[Opening Data provided section]
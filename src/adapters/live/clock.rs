//! System clock.

use chrono::{DateTime, Utc};

use crate::ports::clock::Clock;

/// Clock reading the real current time.
pub struct LiveClock;

impl Clock for LiveClock {
    fn now(&self) -> DateTime<Utc> {
        Utc::now()
    }
}

#[cfg(test)]
mod tests {
    use super::*;

    #[test]
    fn returns_current_time() {
        let before = Utc::now();
        let now = LiveClock.now();
        assert!(now >= before);
        assert!(now <= Utc::now());
    }
}
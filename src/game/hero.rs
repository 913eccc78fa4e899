//! Hero progression status.

use serde::{Deserialize, Serialize};

/// Name used until the player logs in with a non-blank one.
pub const DEFAULT_HERO_NAME: &str = "Herói";

/// Level, experience and gold of the single player hero.
///
/// After any reward `current_xp < xp_to_next_level` holds; see
/// [`apply_reward`](super::apply_reward).
#[derive(Debug, Clone, PartialEq, Eq, Serialize, Deserialize)]
pub struct HeroStatus {
    /// Current level, starting at 1.
    pub level: u32,
    /// Experience accumulated toward the next level.
    pub current_xp: u32,
    /// Experience threshold for the next level-up. Always positive.
    pub xp_to_next_level: u32,
    /// Gold collected. Never decreases.
    pub gold: u32,
    /// Display name.
    pub hero_name: String,
}

impl Default for HeroStatus {
    fn default() -> Self {
        Self {
            level: 1,
            current_xp: 0,
            xp_to_next_level: 100,
            gold: 0,
            hero_name: DEFAULT_HERO_NAME.to_string(),
        }
    }
}

impl HeroStatus {
    /// Fraction of the way to the next level, clamped to `[0, 1]`.
    #[must_use]
    pub fn xp_progress(&self) -> f32 {
        if self.xp_to_next_level == 0 {
            return 1.0;
        }
        #[allow(clippy::cast_precision_loss)]
        let ratio = self.current_xp as f32 / self.xp_to_next_level as f32;
        ratio.clamp(0.0, 1.0)
    }
}
//! Effort levels and their fixed rewards.

use std::fmt;
use std::str::FromStr;

use serde::{Deserialize, Serialize};

/// Difficulty category of a task. Determines the XP and gold it grants.
#[derive(Debug, Clone, Copy, Default, PartialEq, Eq, Hash, Serialize, Deserialize)]
#[serde(rename_all = "snake_case")]
pub enum EffortLevel {
    /// Quick chores.
    Easy,
    /// The default.
    #[default]
    Medium,
    /// Demanding work.
    Hard,
    /// Major undertakings.
    Critical,
}

impl EffortLevel {
    /// All levels, cheapest first.
    pub const ALL: [Self; 4] = [Self::Easy, Self::Medium, Self::Hard, Self::Critical];

    /// Experience granted on completion.
    #[must_use]
    pub const fn xp(self) -> u32 {
        match self {
            Self::Easy => 10,
            Self::Medium => 30,
            Self::Hard => 50,
            Self::Critical => 100,
        }
    }

    /// Gold granted on completion.
    #[must_use]
    pub const fn gold(self) -> u32 {
        match self {
            Self::Easy => 5,
            Self::Medium => 15,
            Self::Hard => 25,
            Self::Critical => 50,
        }
    }

    /// Display label shown to players.
    #[must_use]
    pub const fn label(self) -> &'static str {
        match self {
            Self::Easy => "Fácil",
            Self::Medium => "Médio",
            Self::Hard => "Difícil",
            Self::Critical => "Crítico",
        }
    }

    /// Stable machine name, matching the serialized form.
    #[must_use]
    pub const fn as_str(self) -> &'static str {
        match self {
            Self::Easy => "easy",
            Self::Medium => "medium",
            Self::Hard => "hard",
            Self::Critical => "critical",
        }
    }
}

impl fmt::Display for EffortLevel {
    fn fmt(&self, f: &mut fmt::Formatter<'_>) -> fmt::Result {
        f.write_str(self.label())
    }
}

impl FromStr for EffortLevel {
    type Err = String;

    fn from_str(s: &str) -> Result<Self, Self::Err> {
        let wanted = s.trim().to_ascii_lowercase();
        Self::ALL
            .into_iter()
            .find(|level| level.as_str() == wanted)
            .ok_or_else(|| format!("Unknown effort level '{s}' (expected easy, medium, hard or critical)"))
    }
}
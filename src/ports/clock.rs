//! Clock port for timestamping journal entries.

use chrono::{DateTime, Utc};

/// Provides the current time.
///
/// Tests substitute a fixed clock so journal output is deterministic.
pub trait Clock: Send + Sync {
    /// Returns the current UTC time.
    fn now(&self) -> DateTime<Utc>;
}
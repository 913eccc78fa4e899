//! Aggregate game state and read-only queries over it.

use serde::{Deserialize, Serialize};

use super::effort::EffortLevel;
use super::hero::HeroStatus;
use super::task::{Task, TaskId};

/// Hero plus quest log plus the current selection.
///
/// `selected` is held as an id and resolved against `tasks` on every read, so
/// it always reflects the latest version of the selected task.
#[derive(Debug, Clone, Default, PartialEq, Eq, Serialize, Deserialize)]
pub struct GameState {
    /// The player's hero.
    pub hero: HeroStatus,
    /// Tasks in insertion order.
    pub tasks: Vec<Task>,
    /// Id of the selected task, if any.
    #[serde(default)]
    pub selected: Option<TaskId>,
}

/// Counts shown on the hero profile.
#[derive(Debug, Clone, Copy, PartialEq, Serialize)]
pub struct Summary {
    /// Tasks not yet completed.
    pub pending: usize,
    /// Tasks completed.
    pub completed: usize,
    /// Progress toward the next level, in `[0, 1]`.
    pub xp_progress: f32,
}

impl GameState {
    /// Initial state of a new session: default hero and the starter quests.
    #[must_use]
    pub fn seeded() -> Self {
        let tasks = vec![
            Task::new(TaskId(1), "Finalizar projeto baiao", EffortLevel::Hard)
                .with_details("Entregar a versão final"),
            Task::new(TaskId(2), "Ir no psicologo", EffortLevel::Easy)
                .with_details("To ficando maluco"),
            Task::new(TaskId(3), "Ir ao mercado", EffortLevel::Medium).with_details("Comprar cafe"),
            Task::new(TaskId(8), "Fazer API", EffortLevel::Critical)
                .with_details("Assistir as aulas e fazer a API"),
        ];
        Self { hero: HeroStatus::default(), tasks, selected: None }
    }

    /// Looks up a task by id.
    #[must_use]
    pub fn task(&self, id: TaskId) -> Option<&Task> {
        self.tasks.iter().find(|task| task.id == id)
    }

    pub(crate) fn task_mut(&mut self, id: TaskId) -> Option<&mut Task> {
        self.tasks.iter_mut().find(|task| task.id == id)
    }

    /// The selected task, resolved against the current collection.
    #[must_use]
    pub fn selected_task(&self) -> Option<&Task> {
        self.selected.and_then(|id| self.task(id))
    }

    /// Id the next added task will receive: one past the largest existing id.
    #[must_use]
    pub fn next_task_id(&self) -> TaskId {
        let max = self.tasks.iter().map(|task| task.id.0).max().unwrap_or(0);
        TaskId(max + 1)
    }

    /// Tasks still to do, in insertion order.
    pub fn pending_tasks(&self) -> impl Iterator<Item = &Task> {
        self.tasks.iter().filter(|task| !task.is_completed)
    }

    /// Completed tasks, in insertion order.
    pub fn completed_tasks(&self) -> impl Iterator<Item = &Task> {
        self.tasks.iter().filter(|task| task.is_completed)
    }

    /// Pending/completed counts and level progress.
    #[must_use]
    pub fn summary(&self) -> Summary {
        let completed = self.completed_tasks().count();
        Summary {
            pending: self.tasks.len() - completed,
            completed,
            xp_progress: self.hero.xp_progress(),
        }
    }
}
//! Port traits defining external boundaries.
//!
//! Each trait represents a boundary between the quest log and something it
//! does not own (time, identifiers, the signed-in player).
//! Implementations live in `src/adapters/`.

pub mod clock;
pub mod id_gen;
pub mod identity;

pub use clock::Clock;
pub use id_gen::IdGenerator;
pub use identity::IdentityProvider;
//! Log output setup.

use tracing_subscriber::{layer::SubscriberExt, util::SubscriberInitExt, EnvFilter};

use crate::config::DEFAULT_LOG_FILTER;

/// Installs a stderr `tracing` subscriber filtered by `directive`.
///
/// An invalid directive falls back to the default filter. Calling this more
/// than once is harmless; later calls are ignored.
pub fn init(directive: &str) {
    let filter = EnvFilter::try_new(directive).unwrap_or_else(|_| EnvFilter::new(DEFAULT_LOG_FILTER));
    let _ = tracing_subscriber::registry()
        .with(filter)
        .with(tracing_subscriber::fmt::layer().with_writer(std::io::stderr))
        .try_init();
}
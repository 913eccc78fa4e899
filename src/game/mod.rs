//! Domain model for the quest log: tasks, effort levels, the hero and the
//! aggregate game state.
//!
//! Everything here is plain data plus pure functions. Mutation rules live in
//! [`crate::store`].

mod edit;
mod effort;
mod hero;
mod reward;
mod state;
mod task;

pub use edit::EditDraft;
pub use effort::EffortLevel;
pub use hero::{HeroStatus, DEFAULT_HERO_NAME};
pub use reward::{apply_reward, next_threshold, RewardOutcome};
pub use state::{GameState, Summary};
pub use task::{Task, TaskId};

/// Returns `true` when `text` has no non-whitespace character.
#[must_use]
pub fn is_blank(text: &str) -> bool {
    text.trim().is_empty()
}
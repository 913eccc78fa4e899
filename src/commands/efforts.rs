//! `questlog efforts` command.

use crate::game::EffortLevel;

/// Execute the `efforts` command: one line per effort level with its rewards.
pub fn run() {
    println!("{:<10}  {:<8}  {:>4}  {:>4}", "EFFORT", "LABEL", "XP", "GOLD");
    println!("{:-<10}  {:-<8}  {:->4}  {:->4}", "", "", "", "");
    for effort in EffortLevel::ALL {
        println!(
            "{:<10}  {:<8}  {:>4}  {:>4}",
            effort.as_str(),
            effort.label(),
            effort.xp(),
            effort.gold()
        );
    }
}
[Closing Data provided section]
Task item →
Wherever the word "FromStr" appears in the listing, copy the line that holds it.

Result for this task →
use std::str::FromStr;
impl FromStr for EffortLevel {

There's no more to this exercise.